I’m not jealous about their success, far from it. I shall be holding my breath in the swimming, twitching and clicking through the dressage, and probably shitting myself during the weightlifting. Yep, I get that involved.
I shall weep at every win, and weep at the losses, sob at the medal ceremonies and dissolve completely at the National Anthem. It’s going to be a right snot-fest.
So why am I jealous? To be honest I don’t think I am. I am just a bit wistful. I want that opportunity, I want to be in that huge competition, I want to be a part of it, but it’s never going to happen as I have, quite simply, got the wrong disability.
It’s wrong for society, its wrong for the Paralympics and it’s wrong for me. I need a disability I can overcome. I need a disability that challenges me to find new and adaptive ways to overcome it.

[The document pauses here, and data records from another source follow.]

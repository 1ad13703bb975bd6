//! Collection schema and idempotent provisioning.
//!
//! SentinELLE keeps three independent collections, each with one named
//! vector space and a small set of payload indexes:
//!
//! | Kind | Default name | Vector | Dims | Payload index |
//! |------|--------------|--------|------|---------------|
//! | [`CollectionKind::Knowledge`] | `gbv_knowledge_base` | `text` | 384 | full-text on `text` |
//! | [`CollectionKind::ToxicImagery`] | `toxic_imagery` | `image` | 512 | full-text on `caption` |
//! | [`CollectionKind::Reputation`] | `user_reputation` | `profile` | 384 | keyword on `user_id` |
//!
//! Names, vector names and dimensions are a compatibility surface: changing
//! an embedding model's output size requires a migration, never a silent
//! schema change.

use serde::Serialize;

use crate::error::{Error, Result};
use crate::store::VectorStore;
use crate::StoreError;

pub const DEFAULT_KNOWLEDGE_COLLECTION: &str = "gbv_knowledge_base";
pub const DEFAULT_IMAGERY_COLLECTION: &str = "toxic_imagery";
pub const DEFAULT_REPUTATION_COLLECTION: &str = "user_reputation";

/// all-MiniLM-L6-v2 output size.
pub const DEFAULT_TEXT_DIMS: usize = 384;
/// CLIP ViT-B/32 output size.
pub const DEFAULT_IMAGE_DIMS: usize = 512;

#[derive(Debug, Clone, Copy, PartialEq, Eq, Hash, Serialize)]
#[serde(rename_all = "snake_case")]
pub enum CollectionKind {
    Knowledge,
    ToxicImagery,
    Reputation,
}

impl CollectionKind {
    pub fn as_str(&self) -> &'static str {
        match self {
            CollectionKind::Knowledge => "knowledge",
            CollectionKind::ToxicImagery => "toxic_imagery",
            CollectionKind::Reputation => "reputation",
        }
    }
}

#[derive(Debug, Clone, Copy, PartialEq, Eq, Serialize)]
pub enum Distance {
    Cosine,
}

impl Distance {
    pub fn as_str(&self) -> &'static str {
        match self {
            Distance::Cosine => "Cosine",
        }
    }
}

/// A secondary payload index.
#[derive(Debug, Clone, PartialEq, Eq)]
pub enum PayloadIndex {
    /// Word-tokenized, lowercased full-text index.
    FullText { field: &'static str },
    /// Exact-match keyword index.
    Keyword { field: &'static str },
}

impl PayloadIndex {
    pub fn field(&self) -> &'static str {
        match self {
            PayloadIndex::FullText { field } | PayloadIndex::Keyword { field } => field,
        }
    }
}

/// Declared shape of one collection.
#[derive(Debug, Clone, PartialEq)]
pub struct CollectionSpec {
    pub kind: CollectionKind,
    pub name: String,
    pub vector_name: &'static str,
    pub dims: usize,
    pub distance: Distance,
    pub indexes: Vec<PayloadIndex>,
}

impl CollectionSpec {
    pub fn knowledge(name: impl Into<String>, dims: usize) -> Self {
        Self {
            kind: CollectionKind::Knowledge,
            name: name.into(),
            vector_name: "text",
            dims,
            distance: Distance::Cosine,
            indexes: vec![PayloadIndex::FullText { field: "text" }],
        }
    }

    pub fn toxic_imagery(name: impl Into<String>, dims: usize) -> Self {
        Self {
            kind: CollectionKind::ToxicImagery,
            name: name.into(),
            vector_name: "image",
            dims,
            distance: Distance::Cosine,
            indexes: vec![PayloadIndex::FullText { field: "caption" }],
        }
    }

    pub fn reputation(name: impl Into<String>, dims: usize) -> Self {
        Self {
            kind: CollectionKind::Reputation,
            name: name.into(),
            vector_name: "profile",
            dims,
            distance: Distance::Cosine,
            indexes: vec![PayloadIndex::Keyword { field: "user_id" }],
        }
    }

    /// Reject a vector whose length differs from the declared dimension.
    pub fn check_dims(&self, vector: &[f32]) -> Result<()> {
        if vector.len() != self.dims {
            return Err(Error::DimensionMismatch {
                collection: self.name.clone(),
                expected: self.dims,
                actual: vector.len(),
            });
        }
        Ok(())
    }
}

/// The three collections the context engine reads from.
#[derive(Debug, Clone, PartialEq)]
pub struct Schema {
    pub knowledge: CollectionSpec,
    pub imagery: CollectionSpec,
    pub reputation: CollectionSpec,
}

impl Schema {
    /// Default names with the given text and image dimensions. Reputation
    /// profiles live in the text embedding space.
    pub fn new(text_dims: usize, image_dims: usize) -> Self {
        Self::with_names(
            DEFAULT_KNOWLEDGE_COLLECTION,
            DEFAULT_IMAGERY_COLLECTION,
            DEFAULT_REPUTATION_COLLECTION,
            text_dims,
            image_dims,
        )
    }

    pub fn with_names(
        knowledge: &str,
        imagery: &str,
        reputation: &str,
        text_dims: usize,
        image_dims: usize,
    ) -> Self {
        Self {
            knowledge: CollectionSpec::knowledge(knowledge, text_dims),
            imagery: CollectionSpec::toxic_imagery(imagery, image_dims),
            reputation: CollectionSpec::reputation(reputation, text_dims),
        }
    }

    pub fn collections(&self) -> [&CollectionSpec; 3] {
        [&self.knowledge, &self.imagery, &self.reputation]
    }
}

impl Default for Schema {
    fn default() -> Self {
        Self::new(DEFAULT_TEXT_DIMS, DEFAULT_IMAGE_DIMS)
    }
}

/// Create every collection in `schema` that the store does not have yet.
///
/// Safe to call repeatedly and concurrently: a create that loses the race
/// (`StoreError::AlreadyExists`) counts as success. Collections that already
/// exist get [`VectorStore::ensure_indexes`]. Returns the names of the
/// collections this call created.
pub async fn ensure_collections(store: &dyn VectorStore, schema: &Schema) -> Result<Vec<String>> {
    let existing = store.list_collections().await?;
    let mut created = Vec::new();

    for spec in schema.collections() {
        if existing.iter().any(|name| name == &spec.name) {
            // A previous create may have stopped between the collection and
            // its indexes.
            store.ensure_indexes(spec).await?;
            continue;
        }
        match store.create_collection(spec).await {
            Ok(()) => {
                tracing::info!(
                    collection = %spec.name,
                    kind = spec.kind.as_str(),
                    vector = spec.vector_name,
                    dims = spec.dims,
                    backend = store.backend_name(),
                    "created collection"
                );
                created.push(spec.name.clone());
            }
            Err(StoreError::AlreadyExists(name)) => {
                tracing::debug!(collection = %name, "collection created concurrently");
                store.ensure_indexes(spec).await?;
            }
            Err(e) => return Err(Error::StoreUnavailable(e)),
        }
    }

    if created.is_empty() {
        tracing::debug!(backend = store.backend_name(), "all collections present");
    }
    Ok(created)
}
//! SQLite-backed [`VectorStore`] implementation.
//!
//! Vectors are stored as little-endian f32 BLOBs and searched by brute-force
//! cosine similarity. Lexical filters go through FTS5 `MATCH`. Every
//! operation is bounded by the configured timeout; an expired bound is
//! [`StoreError::Timeout`].

use async_trait::async_trait;
use sqlx::{Row, SqlitePool};
use std::future::Future;
use std::time::Duration;

use sentinelle_core::models::{KnowledgeEntry, Record, ReputationEvent, Scored, ToxicImage};
use sentinelle_core::schema::{CollectionKind, CollectionSpec};
use sentinelle_core::store::{
    KnowledgeQuery, LexicalFilter, LexicalMode, VectorStore, LEXICAL_MATCH_SCORE,
};
use sentinelle_core::vector::{cmp_score_desc, cosine_similarity, decode_f32_le, encode_f32_le};
use sentinelle_core::StoreError;

use crate::migrate::{create_collection_tables, fts_table_name, run_migrations, table_name};

pub struct SqliteStore {
    pool: SqlitePool,
    timeout: Duration,
}

impl SqliteStore {
    /// Wrap a pool and ensure the collection registry exists.
    pub async fn open(pool: SqlitePool, timeout: Duration) -> Result<Self, StoreError> {
        let store = Self { pool, timeout };
        store
            .bounded(async { run_migrations(&store.pool).await.map_err(map_sqlx) })
            .await?;
        Ok(store)
    }

    pub fn pool(&self) -> &SqlitePool {
        &self.pool
    }

    async fn bounded<T, F>(&self, fut: F) -> Result<T, StoreError>
    where
        F: Future<Output = Result<T, StoreError>>,
    {
        tokio::time::timeout(self.timeout, fut)
            .await
            .map_err(|_| StoreError::Timeout(self.timeout))?
    }

    /// Check the registry: collection exists, has the expected kind and,
    /// if given, the vector matches its dimension.
    async fn check_collection(
        &self,
        spec: &CollectionSpec,
        vector: Option<&[f32]>,
    ) -> Result<(), StoreError> {
        let row = sqlx::query("SELECT kind, dims FROM collections WHERE name = ?")
            .bind(&spec.name)
            .fetch_optional(&self.pool)
            .await
            .map_err(map_sqlx)?
            .ok_or_else(|| StoreError::Rejected {
                status: 404,
                body: format!("collection '{}' not found", spec.name),
            })?;

        let kind: String = row.try_get("kind").map_err(map_sqlx)?;
        let dims: i64 = row.try_get("dims").map_err(map_sqlx)?;
        if kind != spec.kind.as_str() {
            return Err(StoreError::Rejected {
                status: 400,
                body: format!(
                    "collection '{}' is a {} collection, not {}",
                    spec.name,
                    kind,
                    spec.kind.as_str()
                ),
            });
        }
        if let Some(v) = vector {
            if v.len() as i64 != dims {
                return Err(StoreError::Rejected {
                    status: 400,
                    body: format!(
                        "collection '{}' expects {} dimensions, got {}",
                        spec.name,
                        dims,
                        v.len()
                    ),
                });
            }
        }
        Ok(())
    }
}
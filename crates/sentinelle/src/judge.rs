//! LLM-backed decision step.
//!
//! [`LlmJudge`] sends the combined signal and the archivist context to an
//! OpenAI-compatible `/chat/completions` endpoint and parses the answer
//! with [`parse_verdict`]. It never fails: an unconfigured backend, an
//! unreachable one and an unparseable answer each map to a degraded
//! verdict with its own reason tag.

use async_trait::async_trait;
use std::time::Duration;
use tokio::sync::OnceCell;

use sentinelle_core::models::{ArchivistContext, CombinedSignal};
use sentinelle_core::verdict::{
    excerpt, parse_verdict, DecisionBackend, DecisionInput, Verdict, REASON_INVALID_RESPONSE,
    REASON_NOT_CONFIGURED, REASON_UNAVAILABLE,
};

use crate::config::JudgeConfig;
use crate::retry::send_json_with_retry;

pub const SYSTEM_PROMPT: &str = "You moderate posts for online gender-based violence (OGBV). \
You receive a JSON object with the post text, its per-modality extractions (raw text, OCR, \
transcript) and moderation context: the author's prior history, similar known-toxic imagery \
and relevant knowledge-base entries. Weigh the context but judge the post itself. Watch for \
slang, leetspeak and deliberate misspellings, and do not flag ambiguous or clearly benign \
banter. Answer with compact JSON only, no prose: \
{\"is_gbv\": bool, \"severity\": integer 1-10, \"reason\": string, \"evidence\": [string]}.";

pub struct LlmJudge {
    config: JudgeConfig,
    api_key: Option<String>,
    client: OnceCell<reqwest::Client>,
}

impl LlmJudge {
    /// Read the API key from `config.api_key_env`. A disabled provider or an
    /// unset/empty variable leaves the judge unconfigured.
    pub fn new(config: JudgeConfig) -> Self {
        let api_key = if config.provider == "disabled" {
            None
        } else {
            std::env::var(&config.api_key_env).ok()
        };
        Self::with_api_key(config, api_key)
    }

    pub fn with_api_key(config: JudgeConfig, api_key: Option<String>) -> Self {
        Self {
            config,
            api_key: api_key.filter(|k| !k.is_empty()),
            client: OnceCell::new(),
        }
    }

    pub fn is_configured(&self) -> bool {
        self.api_key.is_some()
    }

    async fn client(&self) -> anyhow::Result<&reqwest::Client> {
        self.client
            .get_or_try_init(|| async {
                reqwest::Client::builder()
                    .timeout(Duration::from_secs(self.config.timeout_secs))
                    .build()
            })
            .await
            .map_err(Into::into)
    }

    async fn complete(&self, api_key: &str, input: &DecisionInput<'_>) -> anyhow::Result<serde_json::Value> {
        let client = self.client().await?;
        let body = build_chat_request(&self.config.model, self.config.temperature, input)?;
        let url = format!("{}/chat/completions", self.config.base_url.trim_end_matches('/'));
        send_json_with_retry("LLM", self.config.max_retries, || {
            client.post(&url).bearer_auth(api_key).json(&body)
        })
        .await
    }
}

/// Chat-completions body: system prompt plus the decision input as JSON.
pub fn build_chat_request(
    model: &str,
    temperature: f32,
    input: &DecisionInput<'_>,
) -> serde_json::Result<serde_json::Value> {
    Ok(serde_json::json!({
        "model": model,
        "temperature": temperature,
        "messages": [
            { "role": "system", "content": SYSTEM_PROMPT },
            { "role": "user", "content": serde_json::to_string(input)? },
        ],
    }))
}

/// `choices[0].message.content`, if present.
pub fn extract_content(json: &serde_json::Value) -> Option<&str> {
    json.get("choices")?
        .get(0)?
        .get("message")?
        .get("content")?
        .as_str()
}

#[async_trait]
impl DecisionBackend for LlmJudge {
    async fn decide(&self, signal: &CombinedSignal, context: &ArchivistContext) -> Verdict {
        let Some(api_key) = self.api_key.as_deref() else {
            return Verdict::degraded(REASON_NOT_CONFIGURED, vec![]);
        };

        let input = DecisionInput::new(signal, context);
        let json = match self.complete(api_key, &input).await {
            Ok(json) => json,
            Err(e) => {
                tracing::warn!(error = %e, "decision backend unavailable");
                return Verdict::degraded(REASON_UNAVAILABLE, vec![excerpt(&e.to_string())]);
            }
        };

        match extract_content(&json) {
            Some(content) => parse_verdict(content),
            None => Verdict::degraded(REASON_INVALID_RESPONSE, vec![excerpt(&json.to_string())]),
        }
    }
}
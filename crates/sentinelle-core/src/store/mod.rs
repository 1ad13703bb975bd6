//! Storage abstraction for the three moderation collections.
//!
//! The [`VectorStore`] trait defines every storage operation the context
//! engine needs, enabling pluggable backends (Qdrant, SQLite, in-memory).
//! Implementations must be `Send + Sync` and object-safe; the archivist holds
//! an `Arc<dyn VectorStore>`.
//!
//! # Operations
//!
//! | Method | Purpose |
//! |--------|---------|
//! | [`list_collections`](VectorStore::list_collections) | Names of existing collections |
//! | [`create_collection`](VectorStore::create_collection) | Create a collection and its payload indexes |
//! | [`ensure_indexes`](VectorStore::ensure_indexes) | Re-issue payload indexes on an existing collection |
//! | [`insert_knowledge`](VectorStore::insert_knowledge) | Append one knowledge-base record |
//! | [`insert_toxic_image`](VectorStore::insert_toxic_image) | Append one toxic-imagery record |
//! | [`insert_reputation`](VectorStore::insert_reputation) | Append one reputation event |
//! | [`scroll_reputation`](VectorStore::scroll_reputation) | Exact-match filter scan on `user_id` |
//! | [`search_images`](VectorStore::search_images) | k-nearest-neighbour image search |
//! | [`search_knowledge`](VectorStore::search_knowledge) | Hybrid vector / full-text knowledge search |
//!
//! Every store operation is atomic at single-record granularity only. A read
//! issued right after a write is not guaranteed to observe it.

pub mod memory;

use async_trait::async_trait;
use serde::Deserialize;

use crate::error::StoreError;
use crate::models::{KnowledgeEntry, Record, ReputationEvent, Scored, ToxicImage};
use crate::schema::CollectionSpec;

/// How the terms of a full-text filter combine.
#[derive(Debug, Clone, Copy, PartialEq, Eq, Default, Deserialize)]
#[serde(rename_all = "lowercase")]
pub enum LexicalMode {
    /// Every term must occur (full-text match semantics).
    #[default]
    All,
    /// At least one term must occur.
    Any,
}

/// Full-text restriction on the knowledge `text` field.
#[derive(Debug, Clone, PartialEq)]
pub struct LexicalFilter {
    /// Lowercased word tokens, deduplicated, in first-seen order.
    pub terms: Vec<String>,
    pub mode: LexicalMode,
}

impl LexicalFilter {
    /// Build a filter from free text. Returns `None` if the text contains no
    /// word tokens.
    pub fn from_text(text: &str, mode: LexicalMode) -> Option<Self> {
        let mut terms: Vec<String> = Vec::new();
        for t in tokenize(text) {
            if !terms.contains(&t) {
                terms.push(t);
            }
        }
        if terms.is_empty() {
            None
        } else {
            Some(Self { terms, mode })
        }
    }

    /// Whether `text` satisfies the filter under word tokenization.
    pub fn matches(&self, text: &str) -> bool {
        let tokens = tokenize(text);
        let has = |term: &String| tokens.iter().any(|t| t == term);
        match self.mode {
            LexicalMode::All => self.terms.iter().all(has),
            LexicalMode::Any => self.terms.iter().any(has),
        }
    }
}

/// Word tokenizer: split on anything that is not alphanumeric, lowercase.
pub fn tokenize(text: &str) -> Vec<String> {
    text.split(|c: char| !c.is_alphanumeric())
        .filter(|t| !t.is_empty())
        .map(|t| t.to_lowercase())
        .collect()
}

/// Inputs for one knowledge-base search.
///
/// - vector and lexical: nearest-neighbour search scoped by the filter.
/// - lexical only: filter scan; every hit scores `1.0`.
/// - vector only: plain nearest-neighbour search.
#[derive(Debug, Clone)]
pub struct KnowledgeQuery<'a> {
    pub vector: Option<&'a [f32]>,
    pub lexical: Option<LexicalFilter>,
    pub limit: usize,
}

/// Score assigned to hits of a lexical-only scan.
pub const LEXICAL_MATCH_SCORE: f32 = 1.0;

/// Abstract storage backend for the moderation collections.
#[async_trait]
pub trait VectorStore: Send + Sync {
    /// Short backend identifier for logs (e.g. `"qdrant"`).
    fn backend_name(&self) -> &str;

    async fn list_collections(&self) -> Result<Vec<String>, StoreError>;

    /// Create a collection with its vector space and payload indexes.
    ///
    /// Returns [`StoreError::AlreadyExists`] if the collection is already
    /// there.
    async fn create_collection(&self, spec: &CollectionSpec) -> Result<(), StoreError>;

    /// Make sure an existing collection carries the payload indexes `spec`
    /// declares. Must be idempotent.
    ///
    /// Backends that create indexes in the same step as the collection keep
    /// the default no-op.
    async fn ensure_indexes(&self, _spec: &CollectionSpec) -> Result<(), StoreError> {
        Ok(())
    }

    async fn insert_knowledge(
        &self,
        spec: &CollectionSpec,
        record: &Record<KnowledgeEntry>,
    ) -> Result<(), StoreError>;

    async fn insert_toxic_image(
        &self,
        spec: &CollectionSpec,
        record: &Record<ToxicImage>,
    ) -> Result<(), StoreError>;

    async fn insert_reputation(
        &self,
        spec: &CollectionSpec,
        record: &Record<ReputationEvent>,
    ) -> Result<(), StoreError>;

    /// Up to `limit` events whose `user_id` equals the argument exactly,
    /// in stable storage order. No similarity ranking.
    async fn scroll_reputation(
        &self,
        spec: &CollectionSpec,
        user_id: &str,
        limit: usize,
    ) -> Result<Vec<ReputationEvent>, StoreError>;

    /// Up to `limit` nearest images, descending score.
    async fn search_images(
        &self,
        spec: &CollectionSpec,
        vector: &[f32],
        limit: usize,
    ) -> Result<Vec<Scored<ToxicImage>>, StoreError>;

    /// Knowledge hits for `query`, descending score. Callers never pass a
    /// query with neither a vector nor a lexical filter.
    async fn search_knowledge(
        &self,
        spec: &CollectionSpec,
        query: &KnowledgeQuery<'_>,
    ) -> Result<Vec<Scored<KnowledgeEntry>>, StoreError>;
}

#[cfg(test)]
mod tests {
    use super::*;

    #[test]
    fn test_tokenize_words() {
        assert_eq!(
            tokenize("Threats, stalking & doxxing!"),
            vec!["threats", "stalking", "doxxing"]
        );
        assert!(tokenize("  ... ").is_empty());
    }

    #[test]
    fn test_tokenize_keeps_leetspeak() {
        assert_eq!(tokenize("r4pe e.g."), vec!["r4pe", "e", "g"]);
    }

    #[test]
    fn test_filter_from_text_dedups() {
        let f = LexicalFilter::from_text("Block block THIS", LexicalMode::All).unwrap();
        assert_eq!(f.terms, vec!["block", "this"]);
        assert!(LexicalFilter::from_text("?!", LexicalMode::All).is_none());
    }

    #[test]
    fn test_filter_all_vs_any() {
        let all = LexicalFilter::from_text("stalking doxxing", LexicalMode::All).unwrap();
        let any = LexicalFilter {
            mode: LexicalMode::Any,
            ..all.clone()
        };
        let text = "Threats, stalking, and harassment.";
        assert!(!all.matches(text));
        assert!(any.matches(text));
        assert!(all.matches("Doxxing and stalking are GBV."));
    }

    #[test]
    fn test_filter_matches_whole_words_only() {
        let f = LexicalFilter::from_text("port", LexicalMode::All).unwrap();
        assert!(!f.matches("revenge porn report"));
        assert!(f.matches("port of call"));
    }
}
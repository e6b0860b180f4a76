use regex::{Captures, Regex};
use serde::{Deserialize, Serialize};
use std::collections::HashMap;
use std::fmt;
use std::path::{Path, PathBuf};
use std::str::FromStr;
use std::sync::OnceLock;

use crate::error::{Error, Result};

/// Database engines with a native analyzer.
#[derive(Debug, Clone, Copy, PartialEq, Eq, Hash, Serialize, Deserialize)]
#[serde(rename_all = "lowercase")]
pub enum Engine {
    #[serde(alias = "postgres")]
    PostgreSQL,
    MySQL,
    SQLite,
    ClickHouse,
    #[serde(alias = "mssql")]
    SqlServer,
    DuckDB,
}

impl Engine {
    pub const ALL: [Engine; 6] = [
        Engine::PostgreSQL,
        Engine::MySQL,
        Engine::SQLite,
        Engine::ClickHouse,
        Engine::SqlServer,
        Engine::DuckDB,
    ];

    pub fn as_str(&self) -> &'static str {
        match self {
            Engine::PostgreSQL => "postgresql",
            Engine::MySQL => "mysql",
            Engine::SQLite => "sqlite",
            Engine::ClickHouse => "clickhouse",
            Engine::SqlServer => "sqlserver",
            Engine::DuckDB => "duckdb",
        }
    }
}

impl fmt::Display for Engine {
    fn fmt(&self, f: &mut fmt::Formatter<'_>) -> fmt::Result {
        f.write_str(self.as_str())
    }
}

impl FromStr for Engine {
    type Err = Error;

    fn from_str(s: &str) -> Result<Self> {
        match s.to_ascii_lowercase().as_str() {
            "postgresql" | "postgres" => Ok(Engine::PostgreSQL),
            "mysql" => Ok(Engine::MySQL),
            "sqlite" => Ok(Engine::SQLite),
            "clickhouse" => Ok(Engine::ClickHouse),
            "sqlserver" | "mssql" => Ok(Engine::SqlServer),
            "duckdb" => Ok(Engine::DuckDB),
            other => Err(Error::Config(format!("unsupported engine: {other}"))),
        }
    }
}

/// A database server that managed databases are created on.
#[derive(Debug, Clone, PartialEq, Serialize, Deserialize)]
pub struct Server {
    pub engine: Engine,
    pub uri: String,
}

/// How the analyzer reaches its database.
#[derive(Debug, Clone, PartialEq, Serialize, Deserialize)]
pub struct DatabaseConfig {
    pub engine: Engine,
    /// Connection URI for an operator-provided database. May contain `${VAR}`.
    #[serde(default)]
    pub uri: Option<String>,
    /// Create a throwaway database per migration set instead of using `uri`.
    #[serde(default)]
    pub managed: bool,
    /// Run analysis in a WebAssembly module instead of a live server.
    #[serde(default)]
    pub sandbox: Option<SandboxConfig>,
}

impl DatabaseConfig {
    pub fn new(engine: Engine) -> Self {
        Self {
            engine,
            uri: None,
            managed: false,
            sandbox: None,
        }
    }

    pub fn managed(engine: Engine) -> Self {
        Self {
            managed: true,
            ..Self::new(engine)
        }
    }

    pub fn with_uri(engine: Engine, uri: impl Into<String>) -> Self {
        Self {
            uri: Some(uri.into()),
            ..Self::new(engine)
        }
    }
}

#[derive(Debug, Clone, PartialEq, Serialize, Deserialize)]
pub struct SandboxConfig {
    /// `file://` or `https://` location of the module.
    pub url: String,
    /// Expected hex sha256 of the module. Loading without one logs a warning.
    #[serde(default)]
    pub sha256: Option<String>,
}

#[derive(Debug, Clone, PartialEq, Serialize, Deserialize)]
pub struct Config {
    #[serde(default)]
    pub servers: Vec<Server>,
    pub database: DatabaseConfig,
}

impl Config {
    pub fn get_config_path() -> PathBuf {
        dirs::config_dir()
            .unwrap_or_else(|| PathBuf::from("."))
            .join("dbprobe")
            .join("dbprobe.toml")
    }

    pub fn load(path: &Path) -> Result<Self> {
        let content = std::fs::read_to_string(path)?;
        Self::parse(&content)
    }

    pub fn parse(content: &str) -> Result<Self> {
        toml::from_str(content).map_err(|e| Error::Config(e.to_string()))
    }

    /// Base server URI for `engine`, if one is configured.
    pub fn server_uri(&self, engine: Engine) -> Option<&str> {
        server_uri(&self.servers, engine)
    }
}

pub fn server_uri(servers: &[Server], engine: Engine) -> Option<&str> {
    servers
        .iter()
        .find(|s| s.engine == engine)
        .map(|s| s.uri.as_str())
        .filter(|uri| !uri.trim().is_empty())
}

/// Expands `${VAR}` references in connection URIs.
///
/// Variables come from the process environment unless an explicit table was
/// supplied. Unknown variables expand to the empty string.
#[derive(Debug, Clone, Default)]
pub struct Replacer {
    vars: Option<HashMap<String, String>>,
}

impl Replacer {
    pub fn from_env() -> Self {
        Self { vars: None }
    }

    pub fn with_vars(vars: HashMap<String, String>) -> Self {
        Self { vars: Some(vars) }
    }

    pub fn replace(&self, s: &str) -> String {
        static VAR: OnceLock<Regex> = OnceLock::new();
        let re = VAR.get_or_init(|| Regex::new(r"\$\{([A-Za-z_][A-Za-z0-9_]*)\}").expect("valid regex"));
        re.replace_all(s, |caps: &Captures| self.lookup(&caps[1]))
            .into_owned()
    }

    fn lookup(&self, name: &str) -> String {
        match &self.vars {
            Some(vars) => vars.get(name).cloned().unwrap_or_default(),
            None => std::env::var(name).unwrap_or_default(),
        }
    }
}

/// Debug switches read from `DBPROBE_DEBUG`, a comma-separated list of
/// `key=value` pairs.
#[derive(Debug, Clone, Copy, Default, PartialEq, Eq)]
pub struct DebugOptions {
    /// `databases=managed`: refuse to open operator-configured databases.
    pub only_managed_databases: bool,
}

impl DebugOptions {
    pub fn from_env() -> Self {
        Self::parse(&std::env::var("DBPROBE_DEBUG").unwrap_or_default())
    }

    pub fn parse(value: &str) -> Self {
        let mut opts = Self::default();
        for pair in value.split(',') {
            let (key, val) = pair.split_once('=').unwrap_or((pair, ""));
            if key.trim() == "databases" && val.trim() == "managed" {
                opts.only_managed_databases = true;
            }
        }
        opts
    }
}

I need a disability that requires tenacity and guts, but is ultimately a massive inconvenience.
But like the majority of disabled people, I got a disability that isn’t.
It isn’t a Paralympian disability. It’s a crappy hiding-behind-closed-curtains disability. Is a fucking lie-down-in-a-darkened-room disability. It’s not even a disability. It’s a gang of stuff going wrong, refusing to behave, ASBO disability.
ASBO disability is a condition, it’s a syndrome, and it’s a collection of pain and exhaustion. Its fear and random, and OMG-is-that-ASBO-or-something-else rush me to A&E stuff. It’s Heartsink Doctor, its rogered-up-the-arse-by-an-elephant, it’s pathetic.
And it ain’t Paralympian.
ASBO disability for me is EDS, and FMS, and CFS, and sleep psychosis. It means that sometimes ASBO disability behaves and lets me concentrate on the ordinary stuff, like my eczema, or reading a book, but in the main ASBO disability is there, playing up, being naughty, demanding attention, making me cry.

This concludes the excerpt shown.